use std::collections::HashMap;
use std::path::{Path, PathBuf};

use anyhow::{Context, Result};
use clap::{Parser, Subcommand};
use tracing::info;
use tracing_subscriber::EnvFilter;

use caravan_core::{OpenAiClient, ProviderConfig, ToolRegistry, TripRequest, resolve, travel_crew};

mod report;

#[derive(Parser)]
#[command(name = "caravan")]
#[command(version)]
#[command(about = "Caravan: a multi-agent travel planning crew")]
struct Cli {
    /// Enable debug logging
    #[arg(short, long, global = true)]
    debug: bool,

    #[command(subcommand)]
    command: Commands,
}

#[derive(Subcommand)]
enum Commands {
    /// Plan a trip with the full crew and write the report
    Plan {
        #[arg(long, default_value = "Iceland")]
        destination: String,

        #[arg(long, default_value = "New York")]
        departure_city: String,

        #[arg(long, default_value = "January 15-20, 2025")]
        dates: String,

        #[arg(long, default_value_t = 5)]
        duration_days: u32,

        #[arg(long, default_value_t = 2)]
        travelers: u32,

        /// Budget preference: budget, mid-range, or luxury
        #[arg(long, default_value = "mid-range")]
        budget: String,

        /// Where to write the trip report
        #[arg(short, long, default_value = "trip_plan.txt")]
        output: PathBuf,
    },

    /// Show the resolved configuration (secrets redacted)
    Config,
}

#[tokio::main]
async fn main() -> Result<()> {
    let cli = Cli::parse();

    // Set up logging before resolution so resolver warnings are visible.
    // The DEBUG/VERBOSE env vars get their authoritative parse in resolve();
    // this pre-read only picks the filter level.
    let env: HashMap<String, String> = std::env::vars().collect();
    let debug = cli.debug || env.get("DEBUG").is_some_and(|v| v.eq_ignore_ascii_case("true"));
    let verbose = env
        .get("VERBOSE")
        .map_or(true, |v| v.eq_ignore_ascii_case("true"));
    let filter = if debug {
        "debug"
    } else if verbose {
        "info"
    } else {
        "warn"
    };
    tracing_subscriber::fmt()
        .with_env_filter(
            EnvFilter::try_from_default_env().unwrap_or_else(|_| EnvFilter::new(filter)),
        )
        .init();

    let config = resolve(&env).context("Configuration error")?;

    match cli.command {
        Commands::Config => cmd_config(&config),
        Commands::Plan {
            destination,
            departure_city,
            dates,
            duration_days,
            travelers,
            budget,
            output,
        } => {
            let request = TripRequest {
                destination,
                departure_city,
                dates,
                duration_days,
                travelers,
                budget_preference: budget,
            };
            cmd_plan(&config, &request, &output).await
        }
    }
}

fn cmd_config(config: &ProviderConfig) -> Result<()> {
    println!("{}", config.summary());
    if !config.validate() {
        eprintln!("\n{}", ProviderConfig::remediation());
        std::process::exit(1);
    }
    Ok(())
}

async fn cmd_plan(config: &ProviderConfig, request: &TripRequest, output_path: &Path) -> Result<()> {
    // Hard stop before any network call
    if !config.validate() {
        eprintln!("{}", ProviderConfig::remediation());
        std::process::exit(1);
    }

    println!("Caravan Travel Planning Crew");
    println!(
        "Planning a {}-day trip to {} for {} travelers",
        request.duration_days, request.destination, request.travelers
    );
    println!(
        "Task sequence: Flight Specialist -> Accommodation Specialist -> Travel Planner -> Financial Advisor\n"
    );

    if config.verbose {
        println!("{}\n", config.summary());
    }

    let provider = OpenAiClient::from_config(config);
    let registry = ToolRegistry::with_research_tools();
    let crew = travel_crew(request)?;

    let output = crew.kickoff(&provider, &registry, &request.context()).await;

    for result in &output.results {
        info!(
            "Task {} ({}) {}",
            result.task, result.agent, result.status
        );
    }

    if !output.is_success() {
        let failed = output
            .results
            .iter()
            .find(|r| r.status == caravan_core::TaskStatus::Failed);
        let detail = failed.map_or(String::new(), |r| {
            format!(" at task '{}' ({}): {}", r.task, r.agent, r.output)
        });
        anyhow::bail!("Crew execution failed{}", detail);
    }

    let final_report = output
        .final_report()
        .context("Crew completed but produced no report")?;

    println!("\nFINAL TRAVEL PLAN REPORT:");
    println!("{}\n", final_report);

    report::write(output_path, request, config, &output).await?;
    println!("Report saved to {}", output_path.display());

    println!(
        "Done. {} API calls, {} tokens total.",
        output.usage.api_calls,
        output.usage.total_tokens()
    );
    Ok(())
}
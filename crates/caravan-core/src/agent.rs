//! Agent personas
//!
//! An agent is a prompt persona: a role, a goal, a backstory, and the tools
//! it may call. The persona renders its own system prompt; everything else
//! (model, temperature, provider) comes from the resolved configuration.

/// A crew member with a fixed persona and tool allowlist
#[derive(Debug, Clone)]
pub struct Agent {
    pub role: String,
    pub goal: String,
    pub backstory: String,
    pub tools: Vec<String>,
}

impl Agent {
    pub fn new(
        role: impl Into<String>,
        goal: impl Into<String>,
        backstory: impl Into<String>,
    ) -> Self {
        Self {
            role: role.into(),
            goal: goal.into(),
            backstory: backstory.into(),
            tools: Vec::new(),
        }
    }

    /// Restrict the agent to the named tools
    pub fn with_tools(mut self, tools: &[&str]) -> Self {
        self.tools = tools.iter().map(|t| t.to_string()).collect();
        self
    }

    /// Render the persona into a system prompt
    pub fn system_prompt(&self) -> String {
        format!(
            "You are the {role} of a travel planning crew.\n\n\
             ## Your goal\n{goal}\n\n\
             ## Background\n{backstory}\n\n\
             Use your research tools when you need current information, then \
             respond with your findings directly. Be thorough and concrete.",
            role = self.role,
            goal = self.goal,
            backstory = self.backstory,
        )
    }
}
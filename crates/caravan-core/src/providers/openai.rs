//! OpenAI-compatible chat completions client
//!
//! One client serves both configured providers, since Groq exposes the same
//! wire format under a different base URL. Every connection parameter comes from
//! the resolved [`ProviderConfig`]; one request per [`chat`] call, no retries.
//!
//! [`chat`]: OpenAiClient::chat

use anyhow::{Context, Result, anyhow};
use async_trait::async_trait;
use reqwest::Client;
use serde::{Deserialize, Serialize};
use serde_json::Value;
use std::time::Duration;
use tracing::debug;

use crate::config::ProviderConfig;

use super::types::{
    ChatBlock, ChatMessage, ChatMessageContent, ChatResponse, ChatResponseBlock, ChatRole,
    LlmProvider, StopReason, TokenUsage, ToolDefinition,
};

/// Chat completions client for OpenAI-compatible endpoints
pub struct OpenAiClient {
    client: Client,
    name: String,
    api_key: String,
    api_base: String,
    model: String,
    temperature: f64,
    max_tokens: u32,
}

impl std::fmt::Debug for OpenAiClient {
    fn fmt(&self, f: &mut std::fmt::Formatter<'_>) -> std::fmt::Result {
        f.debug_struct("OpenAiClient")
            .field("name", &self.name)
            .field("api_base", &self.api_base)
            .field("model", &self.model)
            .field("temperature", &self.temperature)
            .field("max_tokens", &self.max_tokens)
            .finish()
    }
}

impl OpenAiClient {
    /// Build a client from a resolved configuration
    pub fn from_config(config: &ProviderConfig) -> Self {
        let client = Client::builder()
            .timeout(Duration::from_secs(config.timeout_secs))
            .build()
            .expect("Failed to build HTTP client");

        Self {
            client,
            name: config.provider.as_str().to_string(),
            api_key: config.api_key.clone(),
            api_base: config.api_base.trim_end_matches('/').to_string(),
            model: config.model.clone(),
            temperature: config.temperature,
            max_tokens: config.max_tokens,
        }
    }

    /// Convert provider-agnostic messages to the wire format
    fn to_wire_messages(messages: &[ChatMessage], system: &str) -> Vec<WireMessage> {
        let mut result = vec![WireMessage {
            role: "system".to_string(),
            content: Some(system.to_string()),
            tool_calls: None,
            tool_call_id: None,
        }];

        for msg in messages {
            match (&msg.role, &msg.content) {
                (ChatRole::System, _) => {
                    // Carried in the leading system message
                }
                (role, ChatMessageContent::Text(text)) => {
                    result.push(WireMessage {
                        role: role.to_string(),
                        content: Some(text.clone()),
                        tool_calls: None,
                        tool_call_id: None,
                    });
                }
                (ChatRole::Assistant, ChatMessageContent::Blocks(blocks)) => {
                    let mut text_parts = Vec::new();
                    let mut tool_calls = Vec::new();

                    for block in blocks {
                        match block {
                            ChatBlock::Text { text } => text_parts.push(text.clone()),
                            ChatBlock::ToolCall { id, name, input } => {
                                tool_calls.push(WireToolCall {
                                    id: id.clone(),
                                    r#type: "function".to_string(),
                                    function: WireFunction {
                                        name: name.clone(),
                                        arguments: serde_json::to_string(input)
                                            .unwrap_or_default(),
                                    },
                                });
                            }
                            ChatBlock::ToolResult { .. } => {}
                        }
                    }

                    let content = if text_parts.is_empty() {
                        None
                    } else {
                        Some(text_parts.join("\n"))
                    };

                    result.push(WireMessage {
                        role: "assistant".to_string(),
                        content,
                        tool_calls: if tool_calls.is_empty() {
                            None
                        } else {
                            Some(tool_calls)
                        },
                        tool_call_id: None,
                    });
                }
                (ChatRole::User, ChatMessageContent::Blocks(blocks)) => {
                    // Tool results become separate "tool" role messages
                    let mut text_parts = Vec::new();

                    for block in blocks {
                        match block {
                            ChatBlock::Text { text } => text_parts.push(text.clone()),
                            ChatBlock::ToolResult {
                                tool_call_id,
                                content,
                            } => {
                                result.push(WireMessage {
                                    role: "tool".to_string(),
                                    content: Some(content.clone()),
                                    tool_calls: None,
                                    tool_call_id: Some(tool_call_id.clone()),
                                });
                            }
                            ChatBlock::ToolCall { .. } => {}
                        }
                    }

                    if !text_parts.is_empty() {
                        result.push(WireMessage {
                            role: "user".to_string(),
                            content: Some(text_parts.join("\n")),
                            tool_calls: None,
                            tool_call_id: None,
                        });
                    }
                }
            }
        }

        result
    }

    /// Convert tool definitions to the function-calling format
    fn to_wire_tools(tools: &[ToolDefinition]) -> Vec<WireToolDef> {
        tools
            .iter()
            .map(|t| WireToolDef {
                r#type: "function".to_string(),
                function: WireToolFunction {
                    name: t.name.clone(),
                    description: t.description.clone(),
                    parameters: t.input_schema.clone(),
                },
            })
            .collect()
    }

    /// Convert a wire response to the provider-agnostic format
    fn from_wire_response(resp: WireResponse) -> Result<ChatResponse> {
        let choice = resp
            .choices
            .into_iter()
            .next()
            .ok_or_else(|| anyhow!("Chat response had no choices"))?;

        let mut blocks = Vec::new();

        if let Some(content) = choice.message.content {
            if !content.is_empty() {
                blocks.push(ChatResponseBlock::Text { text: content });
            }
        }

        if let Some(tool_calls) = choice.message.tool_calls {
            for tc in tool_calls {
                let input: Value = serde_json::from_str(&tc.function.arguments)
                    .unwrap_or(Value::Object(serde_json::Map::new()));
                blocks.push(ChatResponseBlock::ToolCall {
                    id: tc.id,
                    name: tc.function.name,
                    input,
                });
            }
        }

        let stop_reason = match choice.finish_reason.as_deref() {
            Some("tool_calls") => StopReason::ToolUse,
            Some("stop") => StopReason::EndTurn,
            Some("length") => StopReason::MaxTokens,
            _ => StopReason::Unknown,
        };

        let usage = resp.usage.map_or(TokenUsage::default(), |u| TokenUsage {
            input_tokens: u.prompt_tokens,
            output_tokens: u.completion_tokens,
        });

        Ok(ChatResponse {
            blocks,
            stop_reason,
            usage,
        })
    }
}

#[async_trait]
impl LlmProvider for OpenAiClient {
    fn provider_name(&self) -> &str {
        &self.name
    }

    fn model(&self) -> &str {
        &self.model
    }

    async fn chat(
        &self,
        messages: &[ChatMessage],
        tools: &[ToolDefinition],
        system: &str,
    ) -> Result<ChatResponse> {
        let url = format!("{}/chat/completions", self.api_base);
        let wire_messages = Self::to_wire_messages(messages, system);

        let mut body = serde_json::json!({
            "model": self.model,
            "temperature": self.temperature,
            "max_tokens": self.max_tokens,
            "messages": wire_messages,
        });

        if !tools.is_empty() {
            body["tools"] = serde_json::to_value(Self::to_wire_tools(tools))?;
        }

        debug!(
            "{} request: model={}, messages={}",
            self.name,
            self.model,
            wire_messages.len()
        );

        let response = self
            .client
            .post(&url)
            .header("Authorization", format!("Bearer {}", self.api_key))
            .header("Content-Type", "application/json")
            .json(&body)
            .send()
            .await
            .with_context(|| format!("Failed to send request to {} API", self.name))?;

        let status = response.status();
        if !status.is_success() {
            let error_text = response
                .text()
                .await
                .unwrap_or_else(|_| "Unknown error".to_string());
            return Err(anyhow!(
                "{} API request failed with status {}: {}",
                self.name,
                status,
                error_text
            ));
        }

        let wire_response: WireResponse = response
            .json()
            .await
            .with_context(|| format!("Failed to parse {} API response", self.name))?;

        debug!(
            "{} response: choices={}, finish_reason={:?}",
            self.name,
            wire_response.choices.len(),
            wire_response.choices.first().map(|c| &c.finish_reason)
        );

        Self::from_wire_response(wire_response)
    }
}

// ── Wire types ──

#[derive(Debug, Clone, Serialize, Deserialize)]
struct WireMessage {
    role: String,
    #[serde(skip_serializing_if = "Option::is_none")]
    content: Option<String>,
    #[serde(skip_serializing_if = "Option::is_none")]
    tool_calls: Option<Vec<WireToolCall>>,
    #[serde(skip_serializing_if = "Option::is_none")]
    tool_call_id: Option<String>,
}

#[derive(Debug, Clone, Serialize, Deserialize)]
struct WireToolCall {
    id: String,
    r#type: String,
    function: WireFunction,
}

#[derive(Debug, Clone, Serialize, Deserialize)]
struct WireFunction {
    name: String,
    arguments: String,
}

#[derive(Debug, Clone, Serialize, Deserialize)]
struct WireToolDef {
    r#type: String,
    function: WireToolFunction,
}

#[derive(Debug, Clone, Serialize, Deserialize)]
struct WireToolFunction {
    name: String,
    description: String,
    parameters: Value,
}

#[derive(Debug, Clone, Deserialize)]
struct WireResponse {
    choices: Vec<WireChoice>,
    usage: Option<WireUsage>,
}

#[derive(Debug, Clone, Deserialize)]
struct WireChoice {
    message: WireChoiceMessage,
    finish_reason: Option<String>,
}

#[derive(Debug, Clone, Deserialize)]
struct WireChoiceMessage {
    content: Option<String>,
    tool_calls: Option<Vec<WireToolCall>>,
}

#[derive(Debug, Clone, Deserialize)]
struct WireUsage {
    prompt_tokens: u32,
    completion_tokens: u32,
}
──────────
> [Exercise aim]:
Restate, word for word and with nothing added, the lines from the first line of the listing through the one where "async fn main()" stands.

> [Solution to the problem]:
use std::collections::HashMap;
use std::path::{Path, PathBuf};

use anyhow::{Context, Result};
use clap::{Parser, Subcommand};
use tracing::info;
use tracing_subscriber::EnvFilter;

use caravan_core::{OpenAiClient, ProviderConfig, ToolRegistry, TripRequest, resolve, travel_crew};

mod report;

#[derive(Parser)]
#[command(name = "caravan")]
#[command(version)]
#[command(about = "Caravan: a multi-agent travel planning crew")]
struct Cli {
    /// Enable debug logging
    #[arg(short, long, global = true)]
    debug: bool,

    #[command(subcommand)]
    command: Commands,
}

#[derive(Subcommand)]
enum Commands {
    /// Plan a trip with the full crew and write the report
    Plan {
        #[arg(long, default_value = "Iceland")]
        destination: String,

        #[arg(long, default_value = "New York")]
        departure_city: String,

        #[arg(long, default_value = "January 15-20, 2025")]
        dates: String,

        #[arg(long, default_value_t = 5)]
        duration_days: u32,

        #[arg(long, default_value_t = 2)]
        travelers: u32,

        /// Budget preference: budget, mid-range, or luxury
        #[arg(long, default_value = "mid-range")]
        budget: String,

        /// Where to write the trip report
        #[arg(short, long, default_value = "trip_plan.txt")]
        output: PathBuf,
    },

    /// Show the resolved configuration (secrets redacted)
    Config,
}

#[tokio::main]
async fn main() -> Result<()> {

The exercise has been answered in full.